CUANDO EL TEATRO ES UNA FIESTA

    Permítaseme una breve introducción histórica: cuando la iglesia, en aquellos lejanos vientos medievales, utilizó las formas performativas para inculcar al pueblo un dogma de fe, paralelamente fue surgiendo una forma de entretenimiento popular, que también utilizaba las artes de la representación, para divertirlo. Es el Misteri d'Elx frente a los juglares; uno utilizaba la arquitectura del templo para lanzar su mensaje, el otro plantaba sus trastos en medio de la plaza pública para contar y cantar sus historias; y en algunos casos, y si disponía de ello, utilizaba un cajón para que se le pudiese ver y oír (y también para cobrar) mejor. El teatro popular fue ganando autoridad, y lo que comenzó siendo un cajón se transformó en grandes espacios preparados para la representación en una de las épocas más espléndidas y generosas que se hayan conocido en la historia del arte escénico, y que abarca la segunda mitad del siglo XVI y, prácticamente, todo el siglo XVII, con España e Inglaterra en la proa de un género que entretejió con hilos de oro la literatura dramática, la puesta en escena y el entretenimiento popular para alcanzar cotas geniales.

    El teatro anglosajón, que tan bien ha cuidado de su legado cultural, conserva a día de hoy esta forma de representar a los clásicos. Compañías como Cheek by Jowl, con el sabio Declan Donnellan a la cabeza, o Propeller, o directores como Nicholas Hytner en Londres (cuyos Julio César y Sueño de una noche de verano, se han visto en el joven Bridge Theatre, con sus puestas en escena inmersivas), o "empresas de paredes" como el Shakespeare's Globe, han renovado esta manera de representar a los clásicos, mayormente a Shakespeare.

    El montaje de Castelvines y Monteses, de Lope de Vega, que Sergio Peris-Mencheta acaba de dejar en la Comedia bebe, en buena medida, de esas fuentes anglosajonas, algo que ya apuntaba en su esplendoroso Lehman Trilogy, de Stefano Massini. Pero si en el caso de la historia de los banqueros judios contaba con un texto brillante y maleable, aquí se enfrenta a lo que suele llamarse "un Lope menor" que de alguna manera lastra la brillantez de la puesta en escena. A nadie se le escapa que la historia de Castelvines y Monteses no deja de ser un remedo del Romeo y Julieta shakespereano, que bebe a su vez, y como tantas veces hizo el bardo, de una serie de romances medievales que narraban el trágico encuentro de los amantes.

    Peris-Mencheta, respetando la localización de la acción, presenta un conjunto de personajes que chapurrean italiano, y adereza la puesta en escena con canciones en su lengua vernácula que refuerzan el poco original texto de Lope.
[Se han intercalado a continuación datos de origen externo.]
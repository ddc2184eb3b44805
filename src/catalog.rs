use std::collections::HashSet;
use std::fs::File;
use std::io::{BufReader, Read};
use std::path::Path;

use once_cell::sync::Lazy;
use serde::Deserialize;

use crate::{AnswerSet, Category, Error, MAX_SCORE, MIN_SCORE};

/// 組み込みの設問マスタ
pub static QUESTIONS: Lazy<Catalog> = Lazy::new(|| {
    Catalog::from_json(include_str!("../resources/questions.json"))
        .expect("embedded question catalog is valid")
});

/// 回答選択肢
#[derive(Debug, Clone, Deserialize)]
pub struct Score {
    pub score: u8,
    pub text: String,
}

#[derive(Debug, Clone, Deserialize)]
pub struct Question {
    pub id: String,
    pub text: String,
    pub scores: Vec<Score>,
}

#[derive(Debug, Clone, Deserialize)]
pub struct Section {
    pub category: Category,
    /// 教示文
    pub theme: String,
    pub questions: Vec<Question>,
}

/// ストレス・パフォーマンス設問のマスタ表現
#[derive(Debug, Clone, Deserialize)]
pub struct Catalog {
    pub sections: Vec<Section>,
}

impl Catalog {
    pub fn from_json(json: &str) -> Result<Self, Error> {
        let catalog: Catalog = serde_json::from_str(json)?;
        catalog.validate()?;
        Ok(catalog)
    }

    pub fn from_reader<R: Read>(reader: R) -> Result<Self, Error> {
        let catalog: Catalog = serde_json::from_reader(reader)?;
        catalog.validate()?;
        Ok(catalog)
    }

    pub fn open<P: AsRef<Path>>(path: P) -> Result<Self, Error> {
        Self::from_reader(BufReader::new(File::open(path)?))
    }

    fn validate(&self) -> Result<(), Error> {
        for category in Category::ALL {
            if self.expected_count(category) == 0 {
                return Err(Error::InvalidCatalog(format!(
                    "no {} questions defined",
                    category
                )));
            }
        }
        let mut seen = HashSet::new();
        for question in self.sections.iter().flat_map(|section| &section.questions) {
            if !seen.insert(question.id.as_str()) {
                return Err(Error::InvalidCatalog(format!(
                    "duplicate question id {:?}",
                    question.id
                )));
            }
            if let Some(score) = question
                .scores
                .iter()
                .find(|score| !(MIN_SCORE..=MAX_SCORE).contains(&score.score))
            {
                return Err(Error::InvalidCatalog(format!(
                    "question {:?} offers choice {} outside 1-5",
                    question.id, score.score
                )));
            }
        }
        Ok(())
    }

    pub fn sections(&self, category: Category) -> impl Iterator<Item = &Section> {
        self.sections
            .iter()
            .filter(move |section| section.category == category)
    }

    pub fn questions(&self, category: Category) -> impl Iterator<Item = &Question> {
        self.sections(category)
            .flat_map(|section| section.questions.iter())
    }

    /// 設問番号を指定して設問を取得する
    pub fn question(&self, id: &str) -> Option<&Question> {
        self.sections
            .iter()
            .flat_map(|section| section.questions.iter())
            .find(|question| question.id == id)
    }

    pub fn category_of(&self, id: &str) -> Option<Category> {
        self.sections
            .iter()
            .find(|section| section.questions.iter().any(|question| question.id == id))
            .map(|section| section.category)
    }

    pub fn expected_count(&self, category: Category) -> usize {
        self.questions(category).count()
    }

    /// カテゴリの設問で空の回答を作る
    pub fn empty_answer_set(&self, category: Category) -> AnswerSet {
        AnswerSet::new(
            category,
            self.questions(category).map(|question| question.id.clone()),
        )
    }
}
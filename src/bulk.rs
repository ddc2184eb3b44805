use std::io::Read;

use csv::{StringRecord, StringRecordsIntoIter};

use crate::{AnswerSet, Catalog, Category, Error};

/// CSVの1行分の回答
#[derive(Debug, Clone)]
pub struct BulkRow {
    pub id: String,
    pub stress: AnswerSet,
    pub performance: AnswerSet,
}

/// 一括回答CSVを読み込む
///
/// 1列目は回答者ID、2列目以降は見出しを設問番号とする。
///
/// ```text
/// id,q1,q2,q3,q4,q5,q6,q7,q8,q9,q10
/// 001,3,3,3,3,3,2,2,1,2,2
/// ```
///
/// 空欄は未回答として扱う。
pub fn read_bulk<R: Read>(reader: R, catalog: &Catalog) -> Result<BulkReader<'_, R>, Error> {
    let mut reader = csv::ReaderBuilder::new()
        .trim(csv::Trim::All)
        .from_reader(reader);
    let headers = reader.headers()?.clone();
    for key in headers.iter().skip(1) {
        if catalog.category_of(key).is_none() {
            return Err(Error::IllegalQuestion(key.to_string()));
        }
    }
    Ok(BulkReader {
        catalog,
        headers,
        records: reader.into_records(),
    })
}

pub struct BulkReader<'a, R> {
    catalog: &'a Catalog,
    headers: StringRecord,
    records: StringRecordsIntoIter<R>,
}

impl<R: Read> BulkReader<'_, R> {
    fn parse(&self, record: StringRecord) -> Result<BulkRow, Error> {
        let mut stress = self.catalog.empty_answer_set(Category::Stress);
        let mut performance = self.catalog.empty_answer_set(Category::Performance);
        let id = record.get(0).unwrap_or_default().to_string();
        for (key, value) in self.headers.iter().zip(record.iter()).skip(1) {
            if value.is_empty() {
                continue;
            }
            let score = value
                .parse::<u8>()
                .map_err(|_| Error::IllegalAnswer(value.to_string()))?;
            match self.catalog.category_of(key) {
                Some(Category::Stress) => stress.insert(key, score)?,
                Some(Category::Performance) => performance.insert(key, score)?,
                None => return Err(Error::IllegalQuestion(key.to_string())),
            }
        }
        Ok(BulkRow {
            id,
            stress,
            performance,
        })
    }
}

impl<R: Read> Iterator for BulkReader<'_, R> {
    type Item = Result<BulkRow, Error>;

    fn next(&mut self) -> Option<Self::Item> {
        let record = self.records.next()?;
        Some(record.map_err(Error::from).and_then(|record| self.parse(record)))
    }
}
Pero llenan el espectáculo con un material que, en momentos puntuales, va en detrimento de la claridad que está pidiendo la obra. No obstante, su dimensión espectacular roba la atención del espectador que, unas veces más, otras menos, se deja llevar por el aire festivo con el que la pieza está aderezada. Todo ello servido por un elenco que canta, baila, toca instrumentos y recita e interpreta, con desigual fortuna, el verso. Y puede que este sea el punto donde la puesta en escena está pidiendo un poco más de afinamiento para poder disfrutar de la historia del enfrentamiento de las dos familias veronesas, además de servirse de todo el brillante envoltorio del que se vale el director para agasajarnos en esta fiesta.

    Y es muy de agradecer que, en en el lánguido panorama teatral en el que nos movemos, podamos ver, además de esos montajes que los muy aficionados (y los otros que se dejan llevar) califican con el expeditivo "tienes que verlo" (el "must see" británico) y que normalmente son copias de espectáculos que ya se vieron en la década de los noventa, se pueda disfrutar esta historia que Peris-Mencheta ha servido con su habitual generosidad escénica.